Isn't this the time they accidentally deleted governmental databases? I love the attempt at blameless generalization, but wow.
https://cloud.google.com/blog/products/infrastructure/detail...
If GCP is composed of 10-30 services (hypothetically) then keeping 5-10 employees whose job is ensure mega deletes are safe is not too much of a cost.
If GCP is composed of 500 services, then it is all the more important to have humans in the loop so ensure correct behaviour so that complex interacting services don't take a wrong action.
But the article itself contains no concrete examples.
https://kagi.com/search?q=STPA&r=no&sh=6ZXVCq1feUflSKjoBMMXm...
This seems so cool at a scale that I can't fathom. Tell me specifically how it's done at google with regards to a specific service, at least enough information to understand what's going on. Make it concrete. Like "B lacks feedback from C", why is this bad?
You've told me absolutely nothing and it makes me angry.
The biggest danger is taking everything at face value and structuring your work or organization the same exact way based solely on these documents. The reality is, the vast majority of companies are not Google and will never encounter Google’s problems. That’s not where the value is though.
Someone else made the point that the book itself is an idealistic view as a visionary document of what Google wants it to be but from someone sitting in the SRE role at Google, the role is probably not exactly as described.
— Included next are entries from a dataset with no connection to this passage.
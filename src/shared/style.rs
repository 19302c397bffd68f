//! Darstellungs-Vertrag zwischen Selektionslogik und Karten-Provider.

use super::OverlayOptions;

/// Icon-Variante für Punkt-Overlays (Marker)
#[derive(Debug, Clone, Copy, PartialEq, Eq, Default)]
pub enum MarkerIcon {
    /// Standard-Icon
    #[default]
    Default,
    /// Hervorgehobenes Icon
    Selected,
}

/// Text-Label an einem Overlay
#[derive(Debug, Clone, PartialEq, Eq)]
pub struct OverlayLabel {
    /// Angezeigter Text
    pub text: String,
    /// CSS-Klasse
    pub class_name: String,
    /// Schriftfamilie
    pub font_family: String,
    /// Schriftgröße
    pub font_size: String,
    /// Schriftfarbe
    pub color: String,
}

/// Vollständige Darstellungsoptionen eines Overlays.
///
/// Marker werten `icon` aus, Flächen und Linien `stroke_color`/`fill_color`.
#[derive(Debug, Clone, PartialEq, Eq)]
pub struct OverlayStyle {
    /// Linienfarbe
    pub stroke_color: String,
    /// Füllfarbe
    pub fill_color: String,
    /// Marker-Icon
    pub icon: MarkerIcon,
    /// Cursor über dem Overlay
    pub cursor: String,
    /// Optionales Label
    pub label: Option<OverlayLabel>,
}

impl OverlayStyle {
    /// Baut den Stil für den gegebenen Hervorhebungszustand.
    pub fn from_options(options: &OverlayOptions, selected: bool, label: Option<&str>) -> Self {
        let color = if selected {
            &options.color_selected
        } else {
            &options.color_default
        };
        Self {
            stroke_color: color.clone(),
            fill_color: color.clone(),
            icon: if selected {
                MarkerIcon::Selected
            } else {
                MarkerIcon::Default
            },
            cursor: options.cursor.clone(),
            label: label.map(|text| OverlayLabel {
                text: text.to_owned(),
                class_name: options.label_class_name.clone(),
                font_family: options.label_font_family.clone(),
                font_size: options.label_font_size.clone(),
                color: options.label_color.clone(),
            }),
        }
    }

    /// `true`, wenn der Stil den hervorgehobenen Zustand darstellt.
    pub fn is_selected(&self) -> bool {
        self.icon == MarkerIcon::Selected
    }
}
https://www.usenix.org/publications/loginonline/evolution-sr...
There is a feedback loop through D? And why does the same issue not apply to the missing directed edge from B to D?
EDIT: I figured it out on a reread, the vertical up/down orientation matters for whether an edge represents control vs feedback, so B is merely not controlling D, which is fine. But if B is only controlling C as a way to get through to D (which is what I would have guessed, absent other information), what's the issue with that?
The article spends paragraphs on some childhood radio repair story before awkwardly linking it to STPA, a safety analysis method that’s been around for decades. Google didn’t invent it, but they act like adapting it for software is a major breakthrough.
Most of the piece is just filler about feedback loops and control structures—basic engineering concepts—framed as deep insights. The actual message? "We made an internal training program because existing STPA examples didn’t click with Googlers." That’s it. But instead of just saying that, they pad it out with corporate storytelling, self-congratulation, and hand-wringing over how hard it is to teach people things.
The ending is especially cringe: You can’t afford NOT to use this! Classic corporate play—take something mundane, slap on some urgency, and act like ignoring it is a reckless gamble.
TL;DR: Google is training engineers in STPA. That’s the whole story.
The breaking point for me (and why I left after almost a decade) was when people started getting high ratings for fixing things they had an original hand in causing. Honestly, the comfiest job in the world if you're a professional bullshitter.
Subsequent data collection demonstrated X% outage frequency drop clearly demonstrating readiness for promotion, data driven.
Hmm..